Core Problem: How to transfer material to an object in a target image from a single material exemplar image under training-free conditions.

Method¶

Overall Architecture¶

Three parallel branches are input to Stable Diffusion XL Inpainting: 1. Material Encoding Branch: IP-Adapter encodes the material exemplar to extract the material latent representation \(z_M\). 2. Geometric Guidance Branch: DPT estimates the depth map \(\rightarrow\) ControlNet provides structural constraints. 3. Lighting Guidance Branch: A foreground grayscale image \(I_{init}\) is created \(\rightarrow\) Inpainting model initialization.

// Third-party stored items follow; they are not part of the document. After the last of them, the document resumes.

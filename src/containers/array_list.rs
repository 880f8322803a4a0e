//! ArrayList: resizable list over a fixed-length slot array
//!
//! The list owns a boxed slice of `Option<T>` slots. The first `len` slots
//! always hold live elements and every slot past them is `None`. When an
//! insertion finds no free slot the whole slot array is replaced by a larger
//! one, `growth_factor` times the logical size, and the live prefix is moved
//! across.
//!
//! Membership is answered by sorting the live prefix by [`SortKey`] (only
//! when it is not already in order) and binary searching it, so `contains`
//! can reorder the list.

use super::iter::Iter;
use crate::algorithms::{binary_search_key, is_sorted, quick_sort_paired, SortKey};
use crate::config::{Config, ListConfig, SortCheck};
use crate::error::{check_bounds, check_insert_position, require, ListError, Result};
use std::fmt;
use std::ops::Index;

/// Capacity reached by a growth event from `len` live elements
///
/// `round(len * factor)`, but never less than `len + 1` so that small sizes,
/// where rounding would stall at the current value, still grow.
#[inline]
pub(crate) fn grown_capacity(len: usize, factor: f64) -> usize {
    // Float-to-int casts saturate, so huge products clamp to usize::MAX
    let scaled = (len as f64 * factor).round() as usize;
    scaled.max(len.saturating_add(1))
}

/// Maximum number of slots a list may hold
pub const MAX_CAPACITY: usize = isize::MAX as usize;

/// Capacity of the next growth event, clamped to [`MAX_CAPACITY`]
#[inline]
fn next_capacity(len: usize, factor: f64) -> Result<usize> {
    if len >= MAX_CAPACITY {
        return Err(ListError::out_of_memory(len.saturating_add(1)));
    }
    Ok(grown_capacity(len, factor).min(MAX_CAPACITY))
}

fn empty_slots<T>(capacity: usize) -> Box<[Option<T>]> {
    (0..capacity).map(|_| None).collect()
}

/// Like [`empty_slots`], but reports allocation failure instead of aborting
fn try_empty_slots<T>(capacity: usize) -> Result<Box<[Option<T>]>> {
    if capacity > MAX_CAPACITY {
        return Err(ListError::out_of_memory(capacity));
    }

    let mut slots = Vec::new();
    slots
        .try_reserve_exact(capacity)
        .map_err(|_| ListError::out_of_memory(capacity))?;
    slots.resize_with(capacity, || None);
    Ok(slots.into_boxed_slice())
}

/// Resizable, index-addressable list
///
/// Element arguments are taken as `impl Into<Option<T>>`: a plain value is
/// present, `None` is rejected with [`ListError::NullArgument`]. Every
/// argument is validated before the list is touched, so a failing call
/// leaves size, capacity and contents unchanged.
///
/// # Concurrency
///
/// `contains` sorts in place and therefore needs `&mut self`. A list can not
/// be searched through a shared reference, so sharing one between threads
/// requires external synchronization such as a `Mutex`:
///
/// ```compile_fail
/// use slotlist::ArrayList;
///
/// let list: ArrayList<String> = ArrayList::new();
/// let shared = &list;
/// shared.contains(&"banana".to_string());
/// ```
///
/// # Examples
///
/// ```rust
/// use slotlist::ArrayList;
///
/// let mut list: ArrayList<String> = ArrayList::new();
/// list.add("banana".to_string())?;
/// list.add("apple".to_string())?;
///
/// assert_eq!(list.len(), 2);
/// assert_eq!(list.get(0)?, "banana");
///
/// // contains sorts the list before searching
/// assert!(list.contains(&"banana".to_string())?);
/// assert_eq!(list.to_string(), "[apple, banana]");
/// # Ok::<(), slotlist::ListError>(())
/// ```
#[derive(Clone)]
pub struct ArrayList<T> {
    slots: Box<[Option<T>]>,
    len: usize,
    config: ListConfig,
}

impl<T> ArrayList<T> {
    /// Create an empty list with the default capacity of 10
    pub fn new() -> Self {
        let config = ListConfig::default();
        Self {
            slots: empty_slots(config.default_capacity),
            len: 0,
            config,
        }
    }

    /// Create an empty list with room for `capacity` elements
    ///
    /// # Errors
    ///
    /// Returns [`ListError::InvalidCapacity`] if `capacity` is negative and
    /// [`ListError::OutOfMemory`] if storage for it can not be allocated.
    pub fn with_capacity(capacity: isize) -> Result<Self> {
        let slots = usize::try_from(capacity)
            .map_err(|_| ListError::invalid_capacity(capacity))?;

        Ok(Self {
            slots: try_empty_slots(slots)?,
            len: 0,
            config: ListConfig::default(),
        })
    }

    /// Create an empty list tuned by `config`
    ///
    /// # Errors
    ///
    /// Returns [`ListError::Configuration`] if the configuration is invalid.
    pub fn with_config(config: ListConfig) -> Result<Self> {
        config.validate()?;
        Ok(Self {
            slots: try_empty_slots(config.default_capacity)?,
            len: 0,
            config,
        })
    }

    /// Create a list holding a copy of `items`, with capacity equal to their count
    pub fn from_slice(items: &[T]) -> Self
    where
        T: Clone,
    {
        items.iter().cloned().collect()
    }

    /// Number of live elements
    #[inline]
    pub fn len(&self) -> usize {
        self.len
    }

    /// Check if the list holds no elements
    #[inline]
    pub fn is_empty(&self) -> bool {
        self.len == 0
    }

    /// Number of slots in the backing storage
    #[inline]
    pub fn capacity(&self) -> usize {
        self.slots.len()
    }

    /// Configuration the list was built with
    #[inline]
    pub fn config(&self) -> &ListConfig {
        &self.config
    }

    /// Append `item` after the last element, growing the storage if it is full
    ///
    /// # Errors
    ///
    /// Returns [`ListError::NullArgument`] if `item` is `None` and
    /// [`ListError::OutOfMemory`] if the storage is full and can not grow.
    pub fn add(&mut self, item: impl Into<Option<T>>) -> Result<&T> {
        let item = require(item.into(), "add")?;

        if self.len == self.capacity() {
            self.grow()?;
        }

        let index = self.len;
        self.len += 1;
        let stored: &T = self.slots[index].insert(item);
        Ok(stored)
    }

    /// Insert `item` at `index`, shifting the elements from `index` onwards right
    ///
    /// Only existing positions are accepted: inserting at `len()` fails, use
    /// [`add`](Self::add) to append.
    ///
    /// # Errors
    ///
    /// Returns [`ListError::NullArgument`] if `item` is `None` and
    /// [`ListError::IndexOutOfRange`] if `index >= len()`. Growing full
    /// storage can fail with [`ListError::OutOfMemory`].
    pub fn insert(&mut self, index: usize, item: impl Into<Option<T>>) -> Result<&T> {
        let item = require(item.into(), "insert")?;
        check_insert_position(index, self.len)?;

        if self.len == self.capacity() {
            self.grow()?;
        }

        self.slots[self.len] = Some(item);
        self.len += 1;
        self.slots[index..self.len].rotate_right(1);
        self.live(index)
    }

    /// Replace the element at `index`, returning the displaced value
    ///
    /// # Errors
    ///
    /// Returns [`ListError::NullArgument`] if `item` is `None` and
    /// [`ListError::IndexOutOfRange`] if `index >= len()`.
    pub fn set(&mut self, index: usize, item: impl Into<Option<T>>) -> Result<T> {
        let item = require(item.into(), "set")?;
        check_bounds(index, self.len)?;

        self.slots[index]
            .replace(item)
            .ok_or_else(|| ListError::index_out_of_range(index, self.len))
    }

    /// Remove and return the element at `index`, closing the gap
    ///
    /// # Errors
    ///
    /// Returns [`ListError::IndexOutOfRange`] if `index >= len()`.
    pub fn remove_at(&mut self, index: usize) -> Result<T> {
        check_bounds(index, self.len)?;

        let removed = self.slots[index].take();
        // Moves the emptied slot to the end of the live prefix
        self.slots[index..self.len].rotate_left(1);
        self.len -= 1;

        removed.ok_or_else(|| ListError::index_out_of_range(index, self.len + 1))
    }

    /// Element at `index`
    ///
    /// # Errors
    ///
    /// Returns [`ListError::IndexOutOfRange`] if `index >= len()`.
    pub fn get(&self, index: usize) -> Result<&T> {
        self.live(index)
    }

    /// Drop every element; capacity is kept
    pub fn clear(&mut self) {
        for slot in &mut self.slots[..self.len] {
            *slot = None;
        }
        self.len = 0;
    }

    /// Fixed-length copy of exactly the live elements
    pub fn to_array(&self) -> Box<[T]>
    where
        T: Clone,
    {
        self.iter().cloned().collect()
    }

    /// Forward cursor over the live elements
    pub fn iter(&self) -> Iter<'_, T> {
        Iter::new(&self.slots[..self.len])
    }

    fn live(&self, index: usize) -> Result<&T> {
        check_bounds(index, self.len)?;
        self.slots[index]
            .as_ref()
            .ok_or_else(|| ListError::index_out_of_range(index, self.len))
    }

    #[cold]
    fn grow(&mut self) -> Result<()> {
        let new_capacity = next_capacity(self.len, self.config.growth_factor)?;
        let mut grown = try_empty_slots(new_capacity).map_err(|e| {
            log::warn!("Failed to grow list storage to {} slots", new_capacity);
            e
        })?;

        log::debug!(
            "Growing list storage from {} to {} slots",
            self.capacity(),
            new_capacity
        );
        for (target, source) in grown.iter_mut().zip(&mut self.slots[..self.len]) {
            *target = source.take();
        }
        self.slots = grown;
        Ok(())
    }
}

impl<T: PartialEq> ArrayList<T> {
    /// Lowest index holding a value equal to `item`
    ///
    /// # Errors
    ///
    /// Returns [`ListError::NullArgument`] if `item` is `None`.
    pub fn index_of<'a>(&self, item: impl Into<Option<&'a T>>) -> Result<Option<usize>>
    where
        T: 'a,
    {
        let item = require(item.into(), "index_of")?;
        Ok(self.iter().position(|x| x == item))
    }

    /// Highest index holding a value equal to `item`, index 0 included
    ///
    /// # Errors
    ///
    /// Returns [`ListError::NullArgument`] if `item` is `None`.
    pub fn last_index_of<'a>(&self, item: impl Into<Option<&'a T>>) -> Result<Option<usize>>
    where
        T: 'a,
    {
        let item = require(item.into(), "last_index_of")?;
        Ok(self.iter().rposition(|x| x == item))
    }

    /// Remove the first element equal to `item` and return it
    ///
    /// # Errors
    ///
    /// Returns [`ListError::NullArgument`] if `item` is `None` and
    /// [`ListError::NotFound`] if no element matches.
    pub fn remove_item<'a>(&mut self, item: impl Into<Option<&'a T>>) -> Result<T>
    where
        T: 'a,
    {
        let item = require(item.into(), "remove_item")?;
        let index = self
            .iter()
            .position(|x| x == item)
            .ok_or_else(|| ListError::not_found("remove_item"))?;
        self.remove_at(index)
    }
}

impl<T: PartialEq + fmt::Display> ArrayList<T> {
    /// Check membership by sorting the list and binary searching it
    ///
    /// The live elements are ordered by [`SortKey`]. If they are already in
    /// order (and the config does not ask for [`SortCheck::Always`]) nothing
    /// moves; otherwise the list is quicksorted in place first. Elements
    /// sharing a key with `item` are then compared by value.
    ///
    /// # Errors
    ///
    /// Returns [`ListError::NullArgument`] if `item` is `None`.
    ///
    /// # Examples
    ///
    /// ```rust
    /// use slotlist::ArrayList;
    ///
    /// let mut list = ArrayList::from(vec![15, 0, -1, 1, 1, 1]);
    /// assert!(list.contains(&-1)?);
    /// assert_eq!(list.to_string(), "[-1, 0, 1, 1, 1, 15]");
    /// # Ok::<(), slotlist::ListError>(())
    /// ```
    pub fn contains<'a>(&mut self, item: impl Into<Option<&'a T>>) -> Result<bool>
    where
        T: 'a,
    {
        let item = require(item.into(), "contains")?;
        if self.len == 0 {
            return Ok(false);
        }

        let mut keys: Vec<SortKey> = self.iter().map(SortKey::of).collect();
        if self.config.sort_check == SortCheck::Always || !is_sorted(&keys) {
            log::trace!("Sorting {} elements before membership search", self.len);
            quick_sort_paired(&mut keys, &mut self.slots[..self.len]);
        }

        let target = SortKey::of(item);
        let Some(hit) = binary_search_key(&keys, &target) else {
            return Ok(false);
        };

        let run_start = keys[..hit]
            .iter()
            .rposition(|key| *key != target)
            .map_or(0, |i| i + 1);
        let run_end = keys[hit..]
            .iter()
            .position(|key| *key != target)
            .map_or(keys.len(), |i| hit + i);

        Ok(self.slots[run_start..run_end]
            .iter()
            .flatten()
            .any(|x| x == item))
    }
}

impl<T> Default for ArrayList<T> {
    fn default() -> Self {
        Self::new()
    }
}

impl<T> From<Vec<T>> for ArrayList<T> {
    fn from(items: Vec<T>) -> Self {
        let slots: Box<[Option<T>]> = items.into_iter().map(Some).collect();
        Self {
            len: slots.len(),
            slots,
            config: ListConfig::default(),
        }
    }
}

impl<T> FromIterator<T> for ArrayList<T> {
    fn from_iter<I: IntoIterator<Item = T>>(iter: I) -> Self {
        Self::from(iter.into_iter().collect::<Vec<T>>())
    }
}

impl<'a, T> IntoIterator for &'a ArrayList<T> {
    type Item = &'a T;
    type IntoIter = Iter<'a, T>;

    fn into_iter(self) -> Self::IntoIter {
        self.iter()
    }
}

/// # Panics
///
/// Panics if `index >= len()`. Use [`ArrayList::get`] for a checked lookup.
impl<T> Index<usize> for ArrayList<T> {
    type Output = T;

    fn index(&self, index: usize) -> &Self::Output {
        match self.slots[..self.len][index].as_ref() {
            Some(item) => item,
            None => unreachable!("live slot {} is empty", index),
        }
    }
}

impl<T: PartialEq> PartialEq for ArrayList<T> {
    fn eq(&self, other: &Self) -> bool {
        self.len == other.len && self.iter().eq(other.iter())
    }
}

impl<T: Eq> Eq for ArrayList<T> {}

impl<T: fmt::Debug> fmt::Debug for ArrayList<T> {
    fn fmt(&self, f: &mut fmt::Formatter<'_>) -> fmt::Result {
        f.debug_list().entries(self.iter()).finish()
    }
}

impl<T: fmt::Display> fmt::Display for ArrayList<T> {
    fn fmt(&self, f: &mut fmt::Formatter<'_>) -> fmt::Result {
        write!(f, "[")?;
        for (i, item) in self.iter().enumerate() {
            if i > 0 {
                write!(f, ", ")?;
            }
            write!(f, "{}", item)?;
        }
        write!(f, "]")
    }
}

\[I_{gen} = \mathcal{S}(z_M, D_I, I_{init}, F)\]

Key Designs¶

Material Encoding (IP-Adapter): - Utilizes a CLIP image encoder to extract the feature representation of the material exemplar. - Injects it into the diffusion model via cross-attention. - Requires no DreamBooth fine-tuning; a single image is sufficient.

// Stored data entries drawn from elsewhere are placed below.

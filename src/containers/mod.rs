//! Container types
//!
//! - **`ArrayList<T>`** - Resizable list over a fixed-length slot array with
//!   configurable growth and sort-then-search membership
//! - **`Iter<'a, T>`** - Forward cursor over an `ArrayList`

mod array_list;
mod iter;

pub use array_list::{ArrayList, MAX_CAPACITY};
pub use iter::Iter;
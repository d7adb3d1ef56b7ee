//! CLI argument parsing for checkstyle.
//!
//! Uses clap derive macros for declarative argument definitions.
//! The run itself lives in the `commands` module.

use clap::{ArgAction, Parser};
use std::path::PathBuf;

use crate::report::{ColorChoice, OutputFormat};

/// Checkstyle: report formatter changes to the lines a commit added.
///
/// Each commit in the range is checked on its own:
/// - Files without a source extension are ignored
/// - Each remaining file is run through astyle as of that commit
/// - Only reformatting hunks that touch lines the commit added are reported
#[derive(Parser, Debug)]
#[command(name = "checkstyle")]
#[command(author, version, about, long_about = None)]
pub struct Cli {
    /// Revision or revision range to check (e.g. `HEAD`, `main..topic`).
    #[arg(default_value = "HEAD")]
    pub revision_range: String,

    /// When to colour the report.
    #[arg(long, value_enum, default_value_t = ColorChoice::Auto)]
    pub color: ColorChoice,

    /// Report format.
    #[arg(long, value_enum, default_value_t = OutputFormat::Text)]
    pub format: OutputFormat,

    /// Configuration file (defaults to `.checkstyle.yaml` at the repository root).
    #[arg(long)]
    pub config: Option<PathBuf>,

    /// Log more on stderr (`-v` for info, `-vv` for debug).
    #[arg(short, long, action = ArgAction::Count)]
    pub verbose: u8,
}

impl Cli {
    /// Parse command line arguments.
    pub fn parse_args() -> Self {
        Cli::parse()
    }

    /// Default log level for the verbosity flags.
    pub fn log_level(&self) -> tracing::Level {
        match self.verbose {
            0 => tracing::Level::WARN,
            1 => tracing::Level::INFO,
            _ => tracing::Level::DEBUG,
        }
    }
}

Geometric Guidance (ControlNet): - Depth-based ControlNet obtains structural information from the depth map of the input image. - Overrides the geometric information in the material encoding \(z_M\), ensuring the generated object retains its original shape. - IP-Adapter + Img2Img fails to preserve the original geometry (Key Finding).

Lighting Guidance via Foreground Grayscale (Core Design Choice): - Directly using the original image: The original object's color acts as a strong prior that interferes with the material color (e.g., an orange pumpkin). - Random noise initialization: Loses lighting and shading direction information. - Foreground grayscale image (Optimal): Removes color priors while preserving lighting and shading information. - \(I_{init} = F \odot I_{gray} + (1-F) \odot I\)

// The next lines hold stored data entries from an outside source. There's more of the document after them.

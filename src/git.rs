//! Git command runner for checkstyle.
//!
//! Provides a wrapper around git commands with captured stdout/stderr and
//! structured error handling, plus the queries the checker needs: revision
//! range expansion, commit summaries, per-file commit diffs and file
//! contents at a commit.

use crate::check::{CommitSummary, RevisionSource};
use crate::error::{CheckstyleError, Result};
use std::path::{Path, PathBuf};
use std::process::{Command, Output};
use tracing::debug;

/// Object id of the empty tree, used as the parent of root commits.
const EMPTY_TREE: &str = "4b825dc642cb6eb9a060e54bf8d69288fbee4904";

fn execute(cwd: &Path, args: &[&str]) -> Result<Output> {
    debug!(cwd = %cwd.display(), args = ?args, "running git");

    Command::new("git")
        .current_dir(cwd)
        .args(args)
        .output()
        .map_err(|e| CheckstyleError::GitError(format!("cannot run git {}: {}", subcommand(args), e)))
}

/// First argument that is not a `-c key=value` override.
fn subcommand<'a>(args: &[&'a str]) -> &'a str {
    let mut rest = args;
    while let ["-c", _, tail @ ..] = rest {
        rest = tail;
    }
    rest.first().copied().unwrap_or("")
}

/// Map a non-zero exit to `GitError`, quoting stderr (or stdout if stderr is empty).
fn check_status(args: &[&str], output: Output) -> Result<Vec<u8>> {
    if output.status.success() {
        return Ok(output.stdout);
    }

    let stderr = String::from_utf8_lossy(&output.stderr);
    let stdout = String::from_utf8_lossy(&output.stdout);
    let detail = match stderr.trim() {
        "" => stdout.trim(),
        stderr => stderr,
    };
    let code = output
        .status
        .code()
        .map_or_else(|| "signal".to_string(), |c| c.to_string());

    Err(CheckstyleError::GitError(format!(
        "git {} exited with {}: {}",
        subcommand(args),
        code,
        detail
    )))
}

/// Run a metadata git command and return its stdout, trimmed.
///
/// # Returns
///
/// * `Ok(String)` - Trimmed stdout of a zero exit
/// * `Err(CheckstyleError::GitError)` - git could not be spawned or exited non-zero
pub fn run_git<P: AsRef<Path>>(cwd: P, args: &[&str]) -> Result<String> {
    let stdout = check_status(args, execute(cwd.as_ref(), args)?)?;
    Ok(String::from_utf8_lossy(&stdout).trim().to_string())
}

/// Run a git command and return its stdout untouched (lossy UTF-8).
///
/// Used for file contents and diffs, where leading or trailing whitespace
/// is significant.
pub fn run_git_verbatim<P: AsRef<Path>>(cwd: P, args: &[&str]) -> Result<String> {
    let stdout = check_status(args, execute(cwd.as_ref(), args)?)?;
    Ok(String::from_utf8_lossy(&stdout).into_owned())
}

/// Top-level directory of the work tree containing `cwd`.
///
/// Anything that prevents git from answering, including `cwd` lying outside
/// a repository, is reported as a user error.
pub fn repo_root<P: AsRef<Path>>(cwd: P) -> Result<PathBuf> {
    run_git(cwd, &["rev-parse", "--show-toplevel"])
        .map(PathBuf::from)
        .map_err(|e| CheckstyleError::UserError(format!("not inside a git work tree ({})", e)))
}

/// Expand a revision or revision range into commits, oldest first.
///
/// A single revision (`HEAD`, `abc123`) yields that commit. A range
/// (`main..topic`, `HEAD~3..`) is passed to `git rev-list` and reversed.
///
/// # Returns
///
/// * `Ok(Vec<String>)` - Full commit ids, possibly empty
/// * `Err(CheckstyleError::UserError)` - git does not understand the revision
pub fn revision_list<P: AsRef<Path>>(cwd: P, revisions: &str) -> Result<Vec<String>> {
    let cwd = cwd.as_ref();
    let output = execute(cwd, &["rev-parse", revisions])?;

    if !output.status.success() {
        let stderr = String::from_utf8_lossy(&output.stderr);
        let reason = stderr.lines().next().unwrap_or("unknown revision");
        return Err(CheckstyleError::UserError(format!(
            "invalid revision range '{}': {}",
            revisions, reason
        )));
    }

    let parsed = String::from_utf8_lossy(&output.stdout);
    let revs: Vec<&str> = parsed.lines().map(str::trim).filter(|l| !l.is_empty()).collect();

    if revs.len() <= 1 {
        return Ok(revs.into_iter().map(String::from).collect());
    }

    let mut args = vec!["rev-list"];
    args.extend(revs);
    let listed = run_git(cwd, &args)?;

    let mut commits: Vec<String> = listed.lines().map(String::from).collect();
    commits.reverse();
    Ok(commits)
}

/// Get the one-line title and touched files of a commit.
///
/// Uses `git show --pretty=oneline --name-only`, with colour off and
/// `core.quotePath` off so non-ASCII paths come back as written.
pub fn commit_summary<P: AsRef<Path>>(cwd: P, commit: &str) -> Result<CommitSummary> {
    let output = run_git(
        cwd,
        &[
            "-c",
            "core.quotePath=false",
            "show",
            "--no-color",
            "--pretty=oneline",
            "--name-only",
            commit,
        ],
    )?;
    let mut lines = output.lines();

    let title = lines.next().unwrap_or(commit).to_string();
    let files = lines
        .map(str::trim)
        .filter(|line| !line.is_empty())
        .map(String::from)
        .collect();

    Ok(CommitSummary {
        commit: commit.to_string(),
        title,
        files,
    })
}

/// Check whether a commit has a first parent.
pub fn has_parent<P: AsRef<Path>>(cwd: P, commit: &str) -> Result<bool> {
    let parent = format!("{}^", commit);
    let output = execute(cwd.as_ref(), &["rev-parse", "--verify", "--quiet", &parent])?;
    Ok(output.status.success())
}

/// A repository on disk, read through the git CLI.
#[derive(Debug, Clone)]
pub struct GitRepository {
    root: PathBuf,
}

impl GitRepository {
    pub fn new(root: impl Into<PathBuf>) -> Self {
        Self { root: root.into() }
    }
}

impl RevisionSource for GitRepository {
    fn commit_diff(&self, commit: &str, path: &str) -> Result<String> {
        let range = if has_parent(&self.root, commit)? {
            format!("{}~..{}", commit, commit)
        } else {
            format!("{}..{}", EMPTY_TREE, commit)
        };

        // User config (colour, external diff drivers) must not change the format.
        run_git_verbatim(
            &self.root,
            &["diff", "--no-color", "--no-ext-diff", &range, "--", path],
        )
    }

    fn file_contents(&self, commit: &str, path: &str) -> Result<String> {
        let object = format!("{}:{}", commit, path);
        run_git_verbatim(&self.root, &["cat-file", "blob", &object])
    }
}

Implementation Details: - For depth estimation, DPT is used, and for foreground extraction, Rembg is used. - Based on SDXL Inpainting + the corresponding versions of ControlNet and IP-Adapter. - Takes about 15 seconds to generate one image on a single A10 GPU.

Loss & Training¶

No training is involved; the entire process is completed during the inference stage of the pre-trained models.

Key Experimental Results¶

Main Results¶

Quantitative comparison on the synthetic dataset (9 materials \(\times\) 10 meshes = 90 pairs):

Method	PSNR↑	LPIPS↓	CLIP↑
IP-Adapter + InstructPix2Pix	16.92	0.096	0.745
Dreambooth + Geo/Illum Guidance	25.46	0.053	0.893
ZeST	25.82	0.046	0.899

User study (real images, 1-5 scale):

Method	Material Fidelity↑	Realism↑
IP-Adapter + InstructPix2Pix	1.48	3.23
Dreambooth + Geo/Illum Guidance	3.25	3.41
ZeST	4.05	3.78

Ablation Study¶

Comparative validation of lighting guidance methods: The original image preserves the object's base color, interfering with the material color (Setting 1); random noise leads to incorrect lighting direction (Setting 2); the foreground grayscale image is optimal (Setting 3).

Robustness testing: - Changing the illumination direction and rotation angle of the material exemplar \(\rightarrow\) the generation results are highly consistent. - Scaling the material exemplar image \(\rightarrow\) the model automatically adjusts the texture scale to fit the target object.

Key Findings¶

ZeST significantly leads in user ratings for material fidelity (4.05 vs. 3.25), demonstrating that the zero-shot method outperforms the fine-tuning method.
Foreground grayscale is the optimal choice for lighting guidance (the value of core design choices).
ZeST is robust to changes in lighting, rotation, and scaling of the material exemplar.
The DreamBooth encoding process loses material information and causes color shifts (especially in real-world scenes).
Can be extended to multi-object editing (iterating with SAM) and illumination-aware material transfer.

Highlights & Insights¶

A purely engineering yet extremely elegant pipeline design—three branches each perform their own functions, completely training-free.
The insight of foreground grayscaling is simple yet key: removing color \(\rightarrow\) removing color priors, while preserving grayscale \(\rightarrow\) preserving lighting and shading.
As a pioneer of a new problem (2D-to-2D material transfer), it proposes both synthetic and real-world evaluation datasets.
Can be combined with 3D texturing methods like Text2Tex to bring material-exemplar-driven texturing into 3D.

Limitations & Future Work¶

Sometimes transfers material only to the most "plausible" regions of the object (partial transfer issue).
Multiple materials contained within the material exemplar may get blended.
IP-Adapter lacks region-level material extraction capabilities.
The latent space control of diffusion models is sometimes unpredictable.

Rating¶

Novelty: ⭐⭐⭐⭐ — New problem definition + clever training-free scheme
Effectiveness: ⭐⭐⭐⭐ — Significant lead in user studies
Practicality: ⭐⭐⭐⭐⭐ — Zero-shot, training-free, 15-second generation
Recommendation: ⭐⭐⭐⭐